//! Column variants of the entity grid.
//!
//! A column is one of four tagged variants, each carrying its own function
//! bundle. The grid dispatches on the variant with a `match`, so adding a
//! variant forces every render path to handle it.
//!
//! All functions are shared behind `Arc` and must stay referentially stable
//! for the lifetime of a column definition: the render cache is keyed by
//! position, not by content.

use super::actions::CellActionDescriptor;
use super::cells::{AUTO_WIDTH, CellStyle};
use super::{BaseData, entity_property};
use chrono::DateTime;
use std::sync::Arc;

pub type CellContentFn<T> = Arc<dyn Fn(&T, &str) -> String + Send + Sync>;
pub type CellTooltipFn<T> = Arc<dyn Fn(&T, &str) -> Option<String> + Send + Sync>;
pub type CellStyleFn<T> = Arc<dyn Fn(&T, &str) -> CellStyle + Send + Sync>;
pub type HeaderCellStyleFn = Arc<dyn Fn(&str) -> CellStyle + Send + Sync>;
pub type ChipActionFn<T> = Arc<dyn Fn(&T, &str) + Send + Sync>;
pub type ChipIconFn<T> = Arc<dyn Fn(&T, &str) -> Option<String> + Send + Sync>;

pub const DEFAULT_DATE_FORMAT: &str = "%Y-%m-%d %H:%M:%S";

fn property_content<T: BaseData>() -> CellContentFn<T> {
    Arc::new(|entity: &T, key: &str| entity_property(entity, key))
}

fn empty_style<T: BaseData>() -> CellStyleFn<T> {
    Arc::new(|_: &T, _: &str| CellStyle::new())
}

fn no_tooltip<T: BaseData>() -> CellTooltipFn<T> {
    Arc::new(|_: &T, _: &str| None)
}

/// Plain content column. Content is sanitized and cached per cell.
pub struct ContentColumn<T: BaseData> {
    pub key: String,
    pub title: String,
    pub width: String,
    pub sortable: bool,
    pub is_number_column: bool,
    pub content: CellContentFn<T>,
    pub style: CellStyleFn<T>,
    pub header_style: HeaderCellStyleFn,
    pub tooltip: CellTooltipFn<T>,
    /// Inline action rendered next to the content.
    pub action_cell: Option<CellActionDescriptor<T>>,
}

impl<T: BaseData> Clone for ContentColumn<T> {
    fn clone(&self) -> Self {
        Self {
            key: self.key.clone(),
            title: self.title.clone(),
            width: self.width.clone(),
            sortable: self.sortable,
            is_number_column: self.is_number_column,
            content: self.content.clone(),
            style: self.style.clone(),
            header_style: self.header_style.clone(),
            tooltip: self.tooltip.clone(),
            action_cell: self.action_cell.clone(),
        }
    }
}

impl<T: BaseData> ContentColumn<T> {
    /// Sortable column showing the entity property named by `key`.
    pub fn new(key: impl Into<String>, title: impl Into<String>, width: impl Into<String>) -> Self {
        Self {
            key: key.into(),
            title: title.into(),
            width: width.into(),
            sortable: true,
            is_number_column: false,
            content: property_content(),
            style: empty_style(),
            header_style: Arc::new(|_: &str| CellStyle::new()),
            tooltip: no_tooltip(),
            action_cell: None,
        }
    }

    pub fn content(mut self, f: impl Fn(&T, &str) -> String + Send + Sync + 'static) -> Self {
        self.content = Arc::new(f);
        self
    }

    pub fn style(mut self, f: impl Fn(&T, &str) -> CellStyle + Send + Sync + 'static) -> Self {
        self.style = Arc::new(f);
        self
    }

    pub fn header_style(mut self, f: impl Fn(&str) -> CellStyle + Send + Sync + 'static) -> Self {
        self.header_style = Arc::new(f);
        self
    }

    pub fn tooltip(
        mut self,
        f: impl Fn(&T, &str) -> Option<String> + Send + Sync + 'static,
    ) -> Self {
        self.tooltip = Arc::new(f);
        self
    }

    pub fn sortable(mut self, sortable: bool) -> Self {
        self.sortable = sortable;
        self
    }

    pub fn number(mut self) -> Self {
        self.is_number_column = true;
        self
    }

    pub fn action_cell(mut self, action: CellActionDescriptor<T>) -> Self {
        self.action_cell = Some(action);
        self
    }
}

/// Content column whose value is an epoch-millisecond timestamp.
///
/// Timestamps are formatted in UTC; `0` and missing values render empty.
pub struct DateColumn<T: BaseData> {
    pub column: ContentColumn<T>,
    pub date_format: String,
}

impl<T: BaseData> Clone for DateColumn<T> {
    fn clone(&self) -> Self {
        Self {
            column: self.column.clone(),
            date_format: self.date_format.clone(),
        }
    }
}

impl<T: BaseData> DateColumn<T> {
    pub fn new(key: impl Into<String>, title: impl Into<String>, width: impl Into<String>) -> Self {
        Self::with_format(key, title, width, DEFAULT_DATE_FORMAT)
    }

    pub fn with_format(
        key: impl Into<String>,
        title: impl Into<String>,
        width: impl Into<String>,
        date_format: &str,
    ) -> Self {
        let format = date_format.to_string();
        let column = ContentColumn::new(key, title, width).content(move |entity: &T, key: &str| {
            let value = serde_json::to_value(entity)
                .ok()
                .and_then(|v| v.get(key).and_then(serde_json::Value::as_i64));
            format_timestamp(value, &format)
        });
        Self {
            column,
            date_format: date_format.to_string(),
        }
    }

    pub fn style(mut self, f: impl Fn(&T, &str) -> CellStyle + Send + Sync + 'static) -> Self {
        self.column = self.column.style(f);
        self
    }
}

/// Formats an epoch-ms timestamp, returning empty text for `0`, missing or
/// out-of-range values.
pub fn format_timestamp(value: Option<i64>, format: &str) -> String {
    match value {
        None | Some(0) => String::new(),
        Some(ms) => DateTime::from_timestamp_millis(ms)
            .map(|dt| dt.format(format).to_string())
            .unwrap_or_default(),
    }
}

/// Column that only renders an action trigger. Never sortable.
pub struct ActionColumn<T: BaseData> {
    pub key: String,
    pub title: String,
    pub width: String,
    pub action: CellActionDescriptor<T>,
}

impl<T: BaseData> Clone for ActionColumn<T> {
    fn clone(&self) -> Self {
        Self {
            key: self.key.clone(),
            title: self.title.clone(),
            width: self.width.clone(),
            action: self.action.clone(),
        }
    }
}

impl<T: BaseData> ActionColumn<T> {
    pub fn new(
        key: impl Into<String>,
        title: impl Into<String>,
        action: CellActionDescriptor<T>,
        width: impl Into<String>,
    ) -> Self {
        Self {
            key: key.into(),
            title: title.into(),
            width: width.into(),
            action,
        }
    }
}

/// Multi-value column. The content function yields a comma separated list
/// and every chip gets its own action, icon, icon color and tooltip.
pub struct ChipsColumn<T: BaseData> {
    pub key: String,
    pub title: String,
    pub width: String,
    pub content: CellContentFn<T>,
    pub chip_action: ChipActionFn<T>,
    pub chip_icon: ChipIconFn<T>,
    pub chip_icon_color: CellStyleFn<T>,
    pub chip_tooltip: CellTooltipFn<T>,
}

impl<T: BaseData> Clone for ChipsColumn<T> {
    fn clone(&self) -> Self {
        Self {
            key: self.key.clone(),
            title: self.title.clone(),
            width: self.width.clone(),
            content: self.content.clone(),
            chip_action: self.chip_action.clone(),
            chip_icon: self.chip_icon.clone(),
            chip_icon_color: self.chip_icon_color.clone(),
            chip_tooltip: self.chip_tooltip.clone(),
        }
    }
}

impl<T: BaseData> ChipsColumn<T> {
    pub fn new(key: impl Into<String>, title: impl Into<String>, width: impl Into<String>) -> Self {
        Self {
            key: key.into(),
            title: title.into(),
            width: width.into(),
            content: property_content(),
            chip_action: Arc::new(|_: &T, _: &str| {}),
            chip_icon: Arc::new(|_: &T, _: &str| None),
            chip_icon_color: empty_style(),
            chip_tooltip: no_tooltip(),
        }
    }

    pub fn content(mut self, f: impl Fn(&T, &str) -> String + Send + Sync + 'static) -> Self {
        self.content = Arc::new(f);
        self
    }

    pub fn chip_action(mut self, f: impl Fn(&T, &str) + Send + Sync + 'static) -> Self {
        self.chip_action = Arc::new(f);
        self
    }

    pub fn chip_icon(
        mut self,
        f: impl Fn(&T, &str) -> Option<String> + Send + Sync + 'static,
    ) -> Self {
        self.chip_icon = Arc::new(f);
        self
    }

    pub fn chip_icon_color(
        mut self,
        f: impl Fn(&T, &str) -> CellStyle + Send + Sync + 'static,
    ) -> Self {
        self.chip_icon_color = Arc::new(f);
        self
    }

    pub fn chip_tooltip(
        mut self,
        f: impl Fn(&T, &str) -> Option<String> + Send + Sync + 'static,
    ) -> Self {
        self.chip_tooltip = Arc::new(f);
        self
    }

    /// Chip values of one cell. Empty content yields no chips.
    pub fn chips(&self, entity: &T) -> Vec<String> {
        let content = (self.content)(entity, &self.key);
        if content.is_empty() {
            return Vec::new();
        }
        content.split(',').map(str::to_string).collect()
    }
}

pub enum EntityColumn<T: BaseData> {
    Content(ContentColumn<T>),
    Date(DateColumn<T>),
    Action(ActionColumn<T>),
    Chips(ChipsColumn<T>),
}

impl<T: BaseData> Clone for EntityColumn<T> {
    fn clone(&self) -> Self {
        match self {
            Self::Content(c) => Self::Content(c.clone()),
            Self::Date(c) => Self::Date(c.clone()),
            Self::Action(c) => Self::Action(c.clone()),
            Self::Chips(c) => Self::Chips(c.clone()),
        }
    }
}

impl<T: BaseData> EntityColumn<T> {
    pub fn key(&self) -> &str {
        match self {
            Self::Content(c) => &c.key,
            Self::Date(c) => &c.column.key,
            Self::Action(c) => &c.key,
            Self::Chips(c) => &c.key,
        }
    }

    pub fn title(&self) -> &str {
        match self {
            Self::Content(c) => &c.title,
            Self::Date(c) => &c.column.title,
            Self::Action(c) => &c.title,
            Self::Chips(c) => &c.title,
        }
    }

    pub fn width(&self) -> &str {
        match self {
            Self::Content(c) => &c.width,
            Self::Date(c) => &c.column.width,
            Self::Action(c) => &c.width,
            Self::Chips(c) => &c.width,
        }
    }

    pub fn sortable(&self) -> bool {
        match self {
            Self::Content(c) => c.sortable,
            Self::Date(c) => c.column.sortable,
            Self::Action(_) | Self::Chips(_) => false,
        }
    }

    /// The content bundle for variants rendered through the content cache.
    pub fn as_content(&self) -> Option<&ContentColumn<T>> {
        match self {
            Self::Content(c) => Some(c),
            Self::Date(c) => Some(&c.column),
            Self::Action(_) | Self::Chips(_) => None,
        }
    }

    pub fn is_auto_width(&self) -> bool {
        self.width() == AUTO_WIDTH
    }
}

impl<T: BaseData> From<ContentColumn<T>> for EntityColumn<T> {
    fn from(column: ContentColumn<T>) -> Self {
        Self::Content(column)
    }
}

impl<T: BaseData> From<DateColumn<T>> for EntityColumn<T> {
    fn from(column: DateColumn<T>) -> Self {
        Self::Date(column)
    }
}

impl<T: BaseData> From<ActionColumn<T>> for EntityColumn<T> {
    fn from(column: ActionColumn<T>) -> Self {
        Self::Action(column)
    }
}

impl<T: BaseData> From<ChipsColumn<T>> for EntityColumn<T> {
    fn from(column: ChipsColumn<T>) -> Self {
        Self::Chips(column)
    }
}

_Task item_
Word for word, reproduce the listing above from its start up to and including the line that has "stay referentially stable". Give only those lines.

_Written solution_
//! Column variants of the entity grid.
//!
//! A column is one of four tagged variants, each carrying its own function
//! bundle. The grid dispatches on the variant with a `match`, so adding a
//! variant forces every render path to handle it.
//!
//! All functions are shared behind `Arc` and must stay referentially stable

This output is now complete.